In June, like many Ontarians, Liberal MP Pam Damoff got a mysterious text from an unknown number. The message started, “Hi, this is Sue from Ontario Strong,” before prompting the recipient to respond with the name of the party they intended to vote for in the October federal election.
“How did you get my number, Sue? And who the heck is Ontario Strong?” Damoff wrote in a tweet.
Third parties are groups that are unaffiliated with official political parties or candidates but that advertise messages on specific policy and election issues.
Automated text messages around election issues are legal and commonly used, including by the major political parties. These ones created frustration at least in part because recipients didn’t recognize the name of the group behind them, and little information was available online.
But Canada Strong and Proud is just one of many new third-party players entering the scene for the first time this election—and they’re a whole different breed from the groups of elections past, according to Duane Bratt, chair of the department of economics at Mount Royal University.
“There’s always been third-party groups, but third-party groups that were doing other things besides what I would call partisan election campaigning,” Bratt said. “They were think-tanks looking at a whole variety of public policy issues, or unions.”
In contrast, Bratt said, these newcomers are more akin to political action committees like we see in the United States, with the sole purpose of campaigning in favour of one party or candidate.
Several of these groups have emerged in the last couple of years, testing the waters in provincial elections before debuting on the national stage. There’s Ontario Proud, a third-party advertiser created by former Conservative staffer Jeff Ballingall in 2017.
By using memes and viral social media content, Ontario Proud quickly garnered a massive online audience and nearly $460,000 in corporate donations to fund its campaign aimed at unseating the provincial Liberals.
Since then, Ballingall has moved on to launch Canada Proud with a similar goal on a national scale, and was hired to consult with several of the Canada Strong and Proud chapters to get them off the ground. Ballingall said he is no longer affiliated with Canada Strong and Proud.
There are plenty of examples on the left as well. North99, started by two former Liberal staffers in 2017, pushes a progressive agenda and is vocally against the Conservative Party. PressProgress was created in 2013 and is a project under the left-leaning think-tank Broadbent Institute, started by former NDP leader Ed Broadbent.
Opposing the carbon tax
Canada Strong and Proud is no different. One of the group’s directors, Chris Russell—who also runs the affiliated Newfoundland Strong and Nova Scotia Proud — is a former executive on the Conservative Party student organization at Memorial University. The group’s provincial chapters pushed anti-carbon-tax messaging and were opposed to Liberal and NDP candidates in their respective provincial elections.

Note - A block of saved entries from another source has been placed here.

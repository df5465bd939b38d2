//! Prediction service: orchestrator plus persistence and recommendations
use crate::config::ServiceConfig;
use crate::context::ModelContext;
use crate::orchestrator::InferenceOrchestrator;
use chrono::{DateTime, Utc};
use cogniscan_common::{ClassificationResult, ClinicalRecord, ErrorKind, InferenceError};
use cogniscan_preprocessing::ImagePreprocessor;
use cogniscan_saliency::SaliencyGenerator;
use cogniscan_storage::{
    DoctorDirectory, DoctorProfile, NewPrediction, PredictionRecord, PredictionStore,
    StorageBackends, StorageError,
};
use serde::Serialize;
use std::sync::Arc;
use tracing::{error, info, warn};
use uuid::Uuid;

/// Subject recorded when the caller does not name one
pub const ANONYMOUS_SUBJECT: &str = "anonymous";

/// One prediction request
#[derive(Debug, Clone)]
pub struct PredictionRequest {
    pub image: Vec<u8>,
    pub clinical: ClinicalRecord,
    pub subject_id: String,
}

impl PredictionRequest {
    #[must_use]
    pub fn new(image: Vec<u8>, clinical: ClinicalRecord) -> Self {
        Self {
            image,
            clinical,
            subject_id: ANONYMOUS_SUBJECT.to_string(),
        }
    }

    #[must_use]
    pub fn for_subject(mut self, subject_id: impl Into<String>) -> Self {
        self.subject_id = subject_id.into();
        self
    }
}

/// What happened when the prediction was recorded
#[derive(Debug, Clone, PartialEq, Serialize)]
#[serde(tag = "status", rename_all = "snake_case")]
pub enum PersistenceStatus {
    Stored {
        record_id: Uuid,
        created_at: DateTime<Utc>,
    },
    Failed {
        kind: ErrorKind,
        message: &'static str,
    },
}

impl PersistenceStatus {
    #[must_use]
    pub fn is_stored(&self) -> bool {
        matches!(self, Self::Stored { .. })
    }
}

/// A classification with its persistence outcome and suggested doctors
///
/// A persistence failure never changes `result`.
#[derive(Debug, Clone, Serialize)]
pub struct PredictionReport {
    pub result: ClassificationResult,
    pub persistence: PersistenceStatus,
    pub suggested_doctors: Vec<DoctorProfile>,
}

pub struct PredictionService {
    orchestrator: Arc<InferenceOrchestrator>,
    predictions: Arc<dyn PredictionStore>,
    doctors: Arc<dyn DoctorDirectory>,
    top_n_doctors: usize,
}

impl PredictionService {
    pub fn new(
        orchestrator: Arc<InferenceOrchestrator>,
        predictions: Arc<dyn PredictionStore>,
        doctors: Arc<dyn DoctorDirectory>,
        top_n_doctors: usize,
    ) -> Self {
        Self {
            orchestrator,
            predictions,
            doctors,
            top_n_doctors,
        }
    }

    /// Wire everything `config` describes; the model itself loads on first use
    pub async fn from_config(config: &ServiceConfig) -> Result<Self, StorageError> {
        let backends = StorageBackends::connect(&config.storage).await?;
        let model = Arc::new(ModelContext::from_config(config.model.clone()));
        Ok(Self::from_parts(config, model, backends))
    }

    /// Wire a service around an existing model context and storage
    pub fn from_parts(
        config: &ServiceConfig,
        model: Arc<ModelContext>,
        backends: StorageBackends,
    ) -> Self {
        let orchestrator = InferenceOrchestrator::new(
            model,
            ImagePreprocessor::new(config.preprocessing.clone()),
            SaliencyGenerator::new(config.saliency.clone()),
            backends.artifacts,
        )
        .with_timeout(config.inference.request_timeout());

        Self::new(
            Arc::new(orchestrator),
            backends.predictions,
            backends.doctors,
            config.inference.top_n_doctors,
        )
    }

    #[must_use]
    pub fn orchestrator(&self) -> &Arc<InferenceOrchestrator> {
        &self.orchestrator
    }

    #[must_use]
    pub fn model_loaded(&self) -> bool {
        self.orchestrator.model().is_loaded()
    }

    /// Load the model now instead of on the first request
    pub async fn warm_up(&self) -> Result<(), InferenceError> {
        let model = self.orchestrator.model().clone();
        tokio::task::spawn_blocking(move || model.get().map(|_| ()))
            .await
            .map_err(|e| InferenceError::Internal(format!("model load task failed: {e}")))?
    }

    /// Retry a failed model load, e.g. after the checkpoint files were put in place
    ///
    /// A loaded model is left as is.
    pub async fn reload_model(&self) -> Result<(), InferenceError> {
        self.orchestrator.model().reload();
        self.warm_up().await
    }

    /// Classify, record and recommend
    ///
    /// # Errors
    /// Only classification errors; persistence and recommendation failures are
    /// reported inside the [`PredictionReport`].
    pub async fn predict(
        &self,
        request: PredictionRequest,
    ) -> Result<PredictionReport, InferenceError> {
        let PredictionRequest {
            image,
            clinical,
            subject_id,
        } = request;

        let result = self.orchestrator.run(image, &clinical).await?;

        let persistence = match self
            .predictions
            .store_prediction(NewPrediction::from_result(subject_id, &clinical, &result))
            .await
        {
            Ok(record) => {
                info!(
                    "Recorded prediction {} as {}",
                    result.id(),
                    record.record_id
                );
                PersistenceStatus::Stored {
                    record_id: record.record_id,
                    created_at: record.created_at,
                }
            }
            Err(e) => {
                error!("Failed to record prediction {}: {}", result.id(), e);
                let err = InferenceError::from(e);
                PersistenceStatus::Failed {
                    kind: err.kind(),
                    message: err.public_message(),
                }
            }
        };

        let suggested_doctors = match self
            .doctors
            .recommend_for(result.label(), self.top_n_doctors)
            .await
        {
            Ok(doctors) => doctors,
            Err(e) => {
                warn!("Doctor lookup failed for {}: {}", result.label(), e);
                Vec::new()
            }
        };

        Ok(PredictionReport {
            result,
            persistence,
            suggested_doctors,
        })
    }

    /// A subject's predictions, newest first
    pub async fn history(
        &self,
        subject_id: &str,
        limit: usize,
    ) -> Result<Vec<PredictionRecord>, InferenceError> {
        Ok(self.predictions.list_predictions(subject_id, limit).await?)
    }

    /// Stored overlay bytes
    pub async fn overlay(&self, reference: &str) -> Result<Vec<u8>, StorageError> {
        self.orchestrator
            .artifacts()
            .retrieve_artifact(reference)
            .await
    }
}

Russell told CBC News the provincial groups — New Brunswick Proud, Alberta Proud, Ontario Strong, Québec Fier, Newfoundland Strong, and Nova Scotia Proud — are all affiliated with the national group. The affiliated provincial groups have a total of 230,000 followers on Facebook.
“They are separate organizations more so focused on provincial activity in their respective provinces,” Russell wrote in an email.
“It is no surprise that there will be some overlap though, as Canada Strong and Proud’s mission will likely align with some of our provincial goals — including to scrap job-killing carbon taxes and to restore stronger government that works for people, rather than politicians.”
No limit on donations to 3rd-party groups
There are limits in Canada on how much money political parties can accept in donations, but those limits don’t exist for third parties. New rules introduced this year do require third parties to report their spending on advertising, including in the months leading up to the election and not just after the writ drops as in previous elections.
As a result, some third-party groups spent on widespread advertising before the pre-writ period that began on June 30, avoiding spending restrictions and reporting rules.
Third-party advertisers are required to report any spending over $500, but the cost to set up a website and a Facebook page can be well below that, meaning many of these groups are not required to share their funding or expenditures at all.
“One thing the [new rules] don’t anticipate, and I don’t think the government has anticipated, is the transition to digital media,” said Jonathan Rose, an associate professor of Canadian politics at Queen’s University. “From a cost perspective, it’s much cheaper than traditional media, and the dissemination has more legitimacy because it’s shared among friends.”
What constitutes election advertising?
There’s also some confusion about what constitutes election advertising. Rebel Media, for example, was questioned by a voter during Alberta’s provincial campaign for distributing lawn signs that read “Stop Notley.” Rebel Media did not register as a third party and said the signs were not election campaigning, but advertising for a book of the same title.
Rose said he’s also concerned about some of the messaging coming out of third-party groups. While he said it’s rare to see established groups spreading overt disinformation, there are subtle ways their messaging can be misleading, and voters should think critically about the information they see shared online.
“What I’m going to be looking out for in this election is not outright lies but the use of language that encourages false inferences,” Rose said. “That, to me, is really problematic.”